We find that it is beneficial, to subtract the interval mean (that is, the mean of all of the values in the interval) from every second quantile: Subtracting the mean from every second quantile allows for capturing both the ‘raw’ distribution of values and the ‘shape’ of the distribution (i.e., divorced from mean of the values in a given interval) Note, however, that the effect of subtracting the mean from half of the quantiles versus not subtracting the mean is relatively small
With a sublinear number of candidate features per split, as the size of the feature space grows, the probability of any given feature being considered decreases.
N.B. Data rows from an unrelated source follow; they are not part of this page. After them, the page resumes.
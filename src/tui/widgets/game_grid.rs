/// GameGrid widget - lays out the selected games as fixed-size cards in
/// as many columns as the terminal width allows, plus an "add" cell.
use crate::config::DisplayConfig;
use crate::layout_constants::{GAME_CARD_HEIGHT, GAME_CARD_WIDTH, GAME_CARD_WITH_GAP};
use crate::tui::widgets::{GameCard, RenderableWidget};
use crate::types::Game;
use ratatui::{buffer::Buffer, layout::Rect, style::Style};

/// How many cards fit side by side in the given width.
pub fn cards_per_row(width: u16) -> usize {
    (((width + (GAME_CARD_WITH_GAP - GAME_CARD_WIDTH)) / GAME_CARD_WITH_GAP).max(1)) as usize
}

#[derive(Debug, Clone)]
pub struct GameGrid {
    pub games: Vec<Game>,
    /// Index of the focused card.
    pub focused: usize,
}

impl GameGrid {
    pub fn new(games: Vec<Game>, focused: usize) -> Self {
        Self { games, focused }
    }
}

impl RenderableWidget for GameGrid {
    fn render(&self, area: Rect, buf: &mut Buffer, config: &DisplayConfig) {
        if self.games.is_empty() {
            return;
        }

        let columns = cards_per_row(area.width);
        let mut slot = 0usize;
        for (idx, game) in self.games.iter().enumerate() {
            let col = (slot % columns) as u16;
            let row = (slot / columns) as u16;
            let x = area.x + col * GAME_CARD_WITH_GAP;
            let y = area.y + row * GAME_CARD_HEIGHT;
            if y + GAME_CARD_HEIGHT > area.bottom() {
                break; // No more vertical space
            }

            let card = GameCard::new(game.clone(), idx == self.focused);
            let card_area = Rect::new(x, y, GAME_CARD_WIDTH, GAME_CARD_HEIGHT);
            card.render(card_area, buf, config);
            slot += 1;
        }

        // Trailing add cell, in the next free slot if there is room.
        let col = (slot % columns) as u16;
        let row = (slot / columns) as u16;
        let x = area.x + col * GAME_CARD_WITH_GAP;
        let y = area.y + row * GAME_CARD_HEIGHT;
        if y + GAME_CARD_HEIGHT <= area.bottom() {
            render_add_cell(Rect::new(x, y, GAME_CARD_WIDTH, GAME_CARD_HEIGHT), buf, config);
        }
    }
}

/// Empty bordered cell inviting the user to add another game.
fn render_add_cell(area: Rect, buf: &mut Buffer, config: &DisplayConfig) {
    let chars = &config.box_chars;
    let inner_width = (GAME_CARD_WIDTH - 2) as usize;
    let horizontal = chars.horizontal.repeat(inner_width);
    let style = Style::default().fg(config.disabled_fg);

    buf.set_string(
        area.x,
        area.y,
        format!("{}{}{}", chars.top_left, horizontal, chars.top_right),
        style,
    );
    for dy in 1..GAME_CARD_HEIGHT - 1 {
        buf.set_string(area.x, area.y + dy, &chars.vertical, style);
        buf.set_string(area.x + GAME_CARD_WIDTH - 1, area.y + dy, &chars.vertical, style);
    }
    let label = "+ Add game (a)";
    let label_x = area.x + 1 + ((inner_width - label.len()) / 2) as u16;
    buf.set_string(label_x, area.y + GAME_CARD_HEIGHT / 2, label, style);
    buf.set_string(
        area.x,
        area.y + GAME_CARD_HEIGHT - 1,
        format!("{}{}{}", chars.bottom_left, horizontal, chars.bottom_right),
        style,
    );
}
To this end, we find that it is beneficial to increase the number of candidate features per split to a linear proportion of the total number of features in particular, 10% of the total number features
We leave the extension of the method to variable-length and multivariate time series to future work.
Implementation in Python/Pytorch is just 100 lines of code.
Considerably more powerful than catch22 or tsfresh.
! Great candidate for embedded uses.
Simple, computationally efficient, can be used in combination with standard emlearn trees.
Well suited for integer based computation.
Can be done in a reasonable amount of memory.
? should be possible to extract only the features that are used.
?? maybe possible to extract on-demand
Would need to encode: interval (<120
options typical), transform (4 options), quantile number (typical 4). Fits in 16 bits??
Need to perform a sort - inside the interval.
Might be able to pre-sort or share sorting for efficiency gains?
Can probably drop the second derivative feature. Depth=4 gives nearly identical average performance as depth=6. Many fewer features.
?? what about a convolutional (FIR) or IIR transform before the interval picking Alternatively some Wavelet.
Author is also associated with Rocket. So odd that if a convolutional kernel has not been consided?